* **WHAT TO DO**
Copy every entry. Do not alter a single word.

* **EXERCISE DATA**
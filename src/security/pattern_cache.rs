//! In-memory pattern snapshots for request-time checks.
//!
//! Holds three independent sets (whitelist IPs, banned IPs, auto-ban paths),
//! each loaded wholesale from the database.
//!
//! # Architecture
//!
//! - A set's contents are an immutable `Arc<[CachedPattern<P>]>`.
//! - Readers take the read lock only long enough to clone the `Arc`, then
//!   iterate without any lock held.
//! - `reload` fetches the full category, compiles it, and swaps the `Arc`
//!   under a brief write lock. Concurrent readers see either the old or the
//!   new snapshot, never a mix.
//! - Reloads of one set are serialized by an async guard held across the
//!   fetch, so a slow older fetch can never overwrite a newer one. The
//!   read/write lock is never held across I/O.
//! - The sets share no lock and never reload each other.
//!
//! A request that is in flight while a reload runs may still evaluate against
//! the previous snapshot. A new ban is guaranteed visible only to requests that
//! start after the reload returns.

use crate::db::{Database, DbError, RuleKind};
use crate::security::pattern::{
    IpPattern, PathPattern, PatternError, validate_ip_pattern, validate_path_pattern,
};
use async_trait::async_trait;
use parking_lot::RwLock;
use std::sync::Arc;
use std::time::Duration;
use tokio::task::JoinHandle;
use tracing::{debug, warn};

/// Where a set's patterns are loaded from.
#[async_trait]
pub trait PatternSource: Send + Sync {
    /// Fetch every stored pattern of one category.
    async fn fetch_patterns(&self, kind: RuleKind) -> Result<Vec<String>, DbError>;
}

#[async_trait]
impl PatternSource for Database {
    async fn fetch_patterns(&self, kind: RuleKind) -> Result<Vec<String>, DbError> {
        self.rules().load_patterns(kind).await
    }
}

/// A pattern form that can be compiled from its stored text and matched.
pub trait Matcher: Sized + Send + Sync + 'static {
    /// Validate and compile a stored pattern.
    fn from_stored(raw: &str) -> Result<Self, PatternError>;

    /// Check a candidate value (IP or path) against the compiled pattern.
    fn is_match(&self, value: &str) -> bool;
}

impl Matcher for IpPattern {
    fn from_stored(raw: &str) -> Result<Self, PatternError> {
        validate_ip_pattern(raw)?;
        Ok(IpPattern::compile(raw))
    }

    #[inline]
    fn is_match(&self, value: &str) -> bool {
        self.matches(value)
    }
}

impl Matcher for PathPattern {
    fn from_stored(raw: &str) -> Result<Self, PatternError> {
        validate_path_pattern(raw)?;
        Ok(PathPattern::compile(raw))
    }

    #[inline]
    fn is_match(&self, value: &str) -> bool {
        self.matches(value)
    }
}

/// A compiled pattern along with the text it was stored as.
#[derive(Debug, Clone)]
pub struct CachedPattern<P> {
    pub raw: String,
    pub compiled: P,
}

/// One independently reloadable pattern set.
pub struct PatternSet<P> {
    kind: RuleKind,
    snapshot: RwLock<Arc<[CachedPattern<P>]>>,
    reload_guard: tokio::sync::Mutex<()>,
}

impl<P: Matcher> PatternSet<P> {
    /// Create an empty set.
    pub fn new(kind: RuleKind) -> Self {
        Self {
            kind,
            snapshot: RwLock::new(Arc::from(Vec::new())),
            reload_guard: tokio::sync::Mutex::new(()),
        }
    }

    pub fn kind(&self) -> RuleKind {
        self.kind
    }

    /// The current snapshot. Holds no lock once returned.
    pub fn snapshot(&self) -> Arc<[CachedPattern<P>]> {
        Arc::clone(&self.snapshot.read())
    }

    pub fn len(&self) -> usize {
        self.snapshot.read().len()
    }

    pub fn is_empty(&self) -> bool {
        self.len() == 0
    }

    /// The stored text of the first pattern matching `value`.
    pub fn find_match(&self, value: &str) -> Option<String> {
        let snapshot = self.snapshot();
        snapshot
            .iter()
            .find(|p| p.compiled.is_match(value))
            .map(|p| p.raw.clone())
    }

    /// Compile `patterns` and publish them as the new snapshot.
    ///
    /// Rows that fail validation are skipped. Returns the number published.
    pub fn replace(&self, patterns: Vec<String>) -> usize {
        let compiled: Vec<CachedPattern<P>> = patterns
            .into_iter()
            .filter_map(|raw| match P::from_stored(&raw) {
                Ok(compiled) => Some(CachedPattern { raw, compiled }),
                Err(e) => {
                    warn!(set = %self.kind, pattern = %raw, error = %e, "Skipping invalid stored pattern");
                    None
                }
            })
            .collect();

        let count = compiled.len();
        let fresh: Arc<[CachedPattern<P>]> = Arc::from(compiled);
        *self.snapshot.write() = fresh;
        count
    }

    /// Rebuild this set from `source`.
    ///
    /// On error the previous snapshot stays in place.
    pub async fn reload(&self, source: &dyn PatternSource) -> Result<usize, DbError> {
        let _guard = self.reload_guard.lock().await;

        let result = source.fetch_patterns(self.kind).await;
        crate::metrics::record_cache_reload(self.kind.name(), result.is_ok());

        let count = self.replace(result?);
        crate::metrics::set_cache_size(self.kind.name(), count);
        debug!(set = %self.kind, count, "Pattern set reloaded");
        Ok(count)
    }
}

/// The engine's three pattern sets.
pub struct PatternCache {
    pub whitelist: PatternSet<IpPattern>,
    pub banned: PatternSet<IpPattern>,
    pub autoban_paths: PatternSet<PathPattern>,
}

impl Default for PatternCache {
    fn default() -> Self {
        Self::new()
    }
}

impl PatternCache {
    /// Create a cache with three empty sets.
    pub fn new() -> Self {
        Self {
            whitelist: PatternSet::new(RuleKind::WhitelistIp),
            banned: PatternSet::new(RuleKind::BannedIp),
            autoban_paths: PatternSet::new(RuleKind::AutoBanPath),
        }
    }

    /// Reload the set holding `kind`.
    pub async fn reload(&self, kind: RuleKind, source: &dyn PatternSource) -> Result<usize, DbError> {
        match kind {
            RuleKind::WhitelistIp => self.whitelist.reload(source).await,
            RuleKind::BannedIp => self.banned.reload(source).await,
            RuleKind::AutoBanPath => self.autoban_paths.reload(source).await,
        }
    }

    /// Reload the set holding `kind`, keeping the old snapshot on failure.
    ///
    /// Used after runtime mutations, where a failed reload must not fail the
    /// operation that already committed.
    pub async fn reload_or_keep(&self, kind: RuleKind, source: &dyn PatternSource) {
        if let Err(e) = self.reload(kind, source).await {
            warn!(set = %kind, error = %e, "Pattern reload failed, keeping previous snapshot");
        }
    }

    /// Reload all three sets, one after another.
    pub async fn reload_all(&self, source: &dyn PatternSource) -> Result<(), DbError> {
        for kind in RuleKind::ALL {
            self.reload(kind, source).await?;
        }
        Ok(())
    }
}

/// Spawn a task that reloads every set on a fixed interval.
///
/// Picks up rules written by processes other than this one.
pub fn spawn_refresh_task(
    cache: Arc<PatternCache>,
    source: Arc<dyn PatternSource>,
    period: Duration,
) -> JoinHandle<()> {
    tokio::spawn(async move {
        let mut interval = tokio::time::interval(period);
        // The first tick completes immediately; startup already loaded everything.
        interval.tick().await;

        loop {
            interval.tick().await;
            for kind in RuleKind::ALL {
                cache.reload_or_keep(kind, source.as_ref()).await;
            }
        }
    })
}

* **COMPLETED TASK**
filename src/security/pattern_cache.rs
//! In-memory pattern snapshots for request-time checks.
//!
//! Holds three independent sets (whitelist IPs, banned IPs, auto-ban paths),
//! each loaded wholesale from the database.
//!
//! # Architecture
//!
//! - A set's contents are an immutable `Arc<[CachedPattern<P>]>`.
//! - Readers take the read lock only long enough to clone the `Arc`, then
//!   iterate without any lock held.
//! - `reload` fetches the full category, compiles it, and swaps the `Arc`
//!   under a brief write lock. Concurrent readers see either the old or the
//!   new snapshot, never a mix.
//! - Reloads of one set are serialized by an async guard held across the
//!   fetch, so a slow older fetch can never overwrite a newer one. The
//!   read/write lock is never held across I/O.
//! - The sets share no lock and never reload each other.
//!
//! A request that is in flight while a reload runs may still evaluate against
//! the previous snapshot. A new ban is guaranteed visible only to requests that
//! start after the reload returns.

use crate::db::{Database, DbError, RuleKind};
use crate::security::pattern::{
    IpPattern, PathPattern, PatternError, validate_ip_pattern, validate_path_pattern,
};
use async_trait::async_trait;
use parking_lot::RwLock;
use std::sync::Arc;
use std::time::Duration;
use tokio::task::JoinHandle;
use tracing::{debug, warn};

/// Where a set's patterns are loaded from.
#[async_trait]
pub trait PatternSource: Send + Sync {
    /// Fetch every stored pattern of one category.
    async fn fetch_patterns(&self, kind: RuleKind) -> Result<Vec<String>, DbError>;
}

#[async_trait]
impl PatternSource for Database {
    async fn fetch_patterns(&self, kind: RuleKind) -> Result<Vec<String>, DbError> {
        self.rules().load_patterns(kind).await
    }
}

/// A pattern form that can be compiled from its stored text and matched.
pub trait Matcher: Sized + Send + Sync + 'static {
    /// Validate and compile a stored pattern.
    fn from_stored(raw: &str) -> Result<Self, PatternError>;

    /// Check a candidate value (IP or path) against the compiled pattern.
    fn is_match(&self, value: &str) -> bool;
}

impl Matcher for IpPattern {
    fn from_stored(raw: &str) -> Result<Self, PatternError> {
        validate_ip_pattern(raw)?;
        Ok(IpPattern::compile(raw))
    }

    #[inline]
    fn is_match(&self, value: &str) -> bool {
        self.matches(value)
    }
}

impl Matcher for PathPattern {
    fn from_stored(raw: &str) -> Result<Self, PatternError> {
        validate_path_pattern(raw)?;
        Ok(PathPattern::compile(raw))
    }

    #[inline]
    fn is_match(&self, value: &str) -> bool {
        self.matches(value)
    }
}

/// A compiled pattern along with the text it was stored as.
#[derive(Debug, Clone)]
pub struct CachedPattern<P> {
    pub raw: String,
    pub compiled: P,
}

/// One independently reloadable pattern set.
pub struct PatternSet<P> {
    kind: RuleKind,
    snapshot: RwLock<Arc<[CachedPattern<P>]>>,
    reload_guard: tokio::sync::Mutex<()>,
}

impl<P: Matcher> PatternSet<P> {
    /// Create an empty set.
    pub fn new(kind: RuleKind) -> Self {
        Self {
            kind,
            snapshot: RwLock::new(Arc::from(Vec::new())),
            reload_guard: tokio::sync::Mutex::new(()),
        }
    }

    pub fn kind(&self) -> RuleKind {
        self.kind
    }

    /// The current snapshot. Holds no lock once returned.
    pub fn snapshot(&self) -> Arc<[CachedPattern<P>]> {
        Arc::clone(&self.snapshot.read())
    }

    pub fn len(&self) -> usize {
        self.snapshot.read().len()
    }

    pub fn is_empty(&self) -> bool {
        self.len() == 0
    }

    /// The stored text of the first pattern matching `value`.
    pub fn find_match(&self, value: &str) -> Option<String> {
        let snapshot = self.snapshot();
        snapshot
            .iter()
            .find(|p| p.compiled.is_match(value))
            .map(|p| p.raw.clone())
    }

    /// Compile `patterns` and publish them as the new snapshot.
    ///
    /// Rows that fail validation are skipped. Returns the number published.
    pub fn replace(&self, patterns: Vec<String>) -> usize {
        let compiled: Vec<CachedPattern<P>> = patterns
            .into_iter()
            .filter_map(|raw| match P::from_stored(&raw) {
                Ok(compiled) => Some(CachedPattern { raw, compiled }),
                Err(e) => {
                    warn!(set = %self.kind, pattern = %raw, error = %e, "Skipping invalid stored pattern");
                    None
                }
            })
            .collect();

        let count = compiled.len();
        let fresh: Arc<[CachedPattern<P>]> = Arc::from(compiled);
        *self.snapshot.write() = fresh;
        count
    }

    /// Rebuild this set from `source`.
    ///
    /// On error the previous snapshot stays in place.
    pub async fn reload(&self, source: &dyn PatternSource) -> Result<usize, DbError> {
        let _guard = self.reload_guard.lock().await;

        let result = source.fetch_patterns(self.kind).await;
        crate::metrics::record_cache_reload(self.kind.name(), result.is_ok());

        let count = self.replace(result?);
        crate::metrics::set_cache_size(self.kind.name(), count);
        debug!(set = %self.kind, count, "Pattern set reloaded");
        Ok(count)
    }
}

/// The engine's three pattern sets.
pub struct PatternCache {
    pub whitelist: PatternSet<IpPattern>,
    pub banned: PatternSet<IpPattern>,
    pub autoban_paths: PatternSet<PathPattern>,
}

impl Default for PatternCache {
    fn default() -> Self {
        Self::new()
    }
}

impl PatternCache {
    /// Create a cache with three empty sets.
    pub fn new() -> Self {
        Self {
            whitelist: PatternSet::new(RuleKind::WhitelistIp),
            banned: PatternSet::new(RuleKind::BannedIp),
            autoban_paths: PatternSet::new(RuleKind::AutoBanPath),
        }
    }

    /// Reload the set holding `kind`.
    pub async fn reload(&self, kind: RuleKind, source: &dyn PatternSource) -> Result<usize, DbError> {
        match kind {
            RuleKind::WhitelistIp => self.whitelist.reload(source).await,
            RuleKind::BannedIp => self.banned.reload(source).await,
            RuleKind::AutoBanPath => self.autoban_paths.reload(source).await,
        }
    }

    /// Reload the set holding `kind`, keeping the old snapshot on failure.
    ///
    /// Used after runtime mutations, where a failed reload must not fail the
    /// operation that already committed.
    pub async fn reload_or_keep(&self, kind: RuleKind, source: &dyn PatternSource) {
        if let Err(e) = self.reload(kind, source).await {
            warn!(set = %kind, error = %e, "Pattern reload failed, keeping previous snapshot");
        }
    }

    /// Reload all three sets, one after another.
    pub async fn reload_all(&self, source: &dyn PatternSource) -> Result<(), DbError> {
        for kind in RuleKind::ALL {
            self.reload(kind, source).await?;
        }
        Ok(())
    }
}

/// Spawn a task that reloads every set on a fixed interval.
///
/// Picks up rules written by processes other than this one.
pub fn spawn_refresh_task(
    cache: Arc<PatternCache>,
    source: Arc<dyn PatternSource>,
    period: Duration,
) -> JoinHandle<()> {
    tokio::spawn(async move {
        let mut interval = tokio::time::interval(period);
        // The first tick completes immediately; startup already loaded everything.
        interval.tick().await;

        loop {
            interval.tick().await;
            for kind in RuleKind::ALL {
                cache.reload_or_keep(kind, source.as_ref()).await;
            }
        }
    })
}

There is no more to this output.